2. The sale of such shares of Common Stock was authorized by the reporting person in order to meet tax withholding obligations in connection with the July 29, 2023 vesting of RSUs granted on July 29, 2019. The sale of the reporting person's shares of Common Stock constitutes a "sell-to-cover transaction" and is provided for in a trading plan intended to satisfy the affirmative defense conditions of Rule 10b5-1(c) under the Securities Exchange Act of 1934, as amended, and the sale does not represent a discretionary trade by the reporting person. A portion of the proceeds of the sale have been paid to the Company to the extent of the profit over the reporting person's purchases of Common Stock on March 28, 2023 and March 31, 2023.

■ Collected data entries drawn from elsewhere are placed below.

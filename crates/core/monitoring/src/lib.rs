//! Observability helpers for the templatedb workspace.
//!
//! Only logging lives here: the provisioning crates are test infrastructure and export no
//! metrics or traces of their own.

pub mod logging;
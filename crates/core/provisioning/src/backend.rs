//! Storage and cloning strategy behind a [`TemplateFactory`](crate::TemplateFactory).

use async_trait::async_trait;

use crate::{database::ConnectionInfo, key::ContentKey};

/// A cloned test database as returned by a backend.
pub struct Issued<I> {
    /// Backend-specific identity, handed back to [`TemplateBackend::destroy`].
    pub instance: I,
    /// Where callers connect to the new database.
    pub connection: ConnectionInfo,
}

/// State of a template after [`TemplateBackend::ensure_template`].
#[derive(Debug, Clone, Copy, PartialEq, Eq)]
pub enum Ensured {
    /// The template exists and is populated, whether it was just built or found in place.
    Ready,
    /// Another process owns the template and may still be populating it.
    ///
    /// Cloning is expected to work once that process finishes. The factory gives a failed
    /// clone one more attempt and otherwise treats the key as unknown again.
    ClaimedElsewhere,
}

/// Template storage and cloning mechanics of one strategy.
///
/// The factory owns all coordination: [`ensure_template`](Self::ensure_template) and
/// [`discard_template`](Self::discard_template) are only ever called by the single caller that
/// currently initializes a key, and [`clone_template`](Self::clone_template) only after that
/// initialization finished. Implementations therefore need no locking of their own beyond what
/// their I/O requires.
#[async_trait]
pub trait TemplateBackend: Send + Sync + 'static {
    /// Backend-specific identity of a cloned database.
    type Instance: Send + Sync + 'static;

    /// Backend failure.
    type Error: std::error::Error + Send + Sync + 'static;

    /// Label of the strategy, e.g. for log fields.
    fn name(&self) -> &'static str;

    /// Warms up the backing engine ahead of the first request.
    ///
    /// Optional: every other operation must work without it. Does nothing by default.
    async fn prepare(&self) -> Result<(), Self::Error> {
        Ok(())
    }

    /// Makes sure a template for `key` exists and holds `schema`.
    ///
    /// Creates and populates the template when it is absent, and leaves an existing one
    /// untouched. Returns [`Ensured::ClaimedElsewhere`] when another process is in charge of it.
    async fn ensure_template(
        &self,
        key: &ContentKey,
        schema: Option<&str>,
    ) -> Result<Ensured, Self::Error>;

    /// Deletes a template whose initialization failed partway.
    async fn discard_template(&self, key: &ContentKey) -> Result<(), Self::Error>;

    /// Creates a fresh database from the template of `key`.
    ///
    /// Returns `Ok(None)` when the template is not available (yet).
    async fn clone_template(
        &self,
        key: &ContentKey,
    ) -> Result<Option<Issued<Self::Instance>>, Self::Error>;

    /// Destroys a database created by [`clone_template`](Self::clone_template).
    ///
    /// Destroying an instance that is already gone is not an error.
    async fn destroy(&self, instance: &Self::Instance) -> Result<(), Self::Error>;
}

3. The price reported in Column 4 is a weighted average price. These shares of Common Stock were sold in multiple transactions at prices ranging from $17.49 to $18.19, inclusive. The reporting person undertakes to provide to the Company, any security holder of the Company, or the staff of the Securities and Exchange Commission, upon request, full information regarding the number of shares of Common Stock sold at each separate price within the range set forth in this footnote.
4. Such shares of Common Stock are held in the IRA of the reporting person's spouse.
5. Such shares of Common Stock are held in the reporting person's IRA.
6. The RSUs will vest in seven equal annual installments beginning on July 29, 2020. Common Stock will be delivered to the reporting person no later than 15 days after the RSUs vest.
Remarks:
Chairman of the Board, President, and Chief Executive Officer
/s/ David Searle by Power of Attorney 08/01/2023
** Signature of Reporting Person Date
Reminder: Report on a separate line for each class of securities beneficially owned directly or indirectly.
* If the form is filed by more than one reporting person, see Instruction 4 (b)(v).
** Intentional misstatements or omissions of facts constitute Federal Criminal Violations See 18 U.S.C. 1001 and 15 U.S.C. 78ff(a).
Note: File three copies of this Form, one of which must be manually signed. If space is insufficient, see Instruction 6 for procedure.
Persons who respond to the collection of information contained in this form are not required to respond unless the form displays a currently valid OMB Number.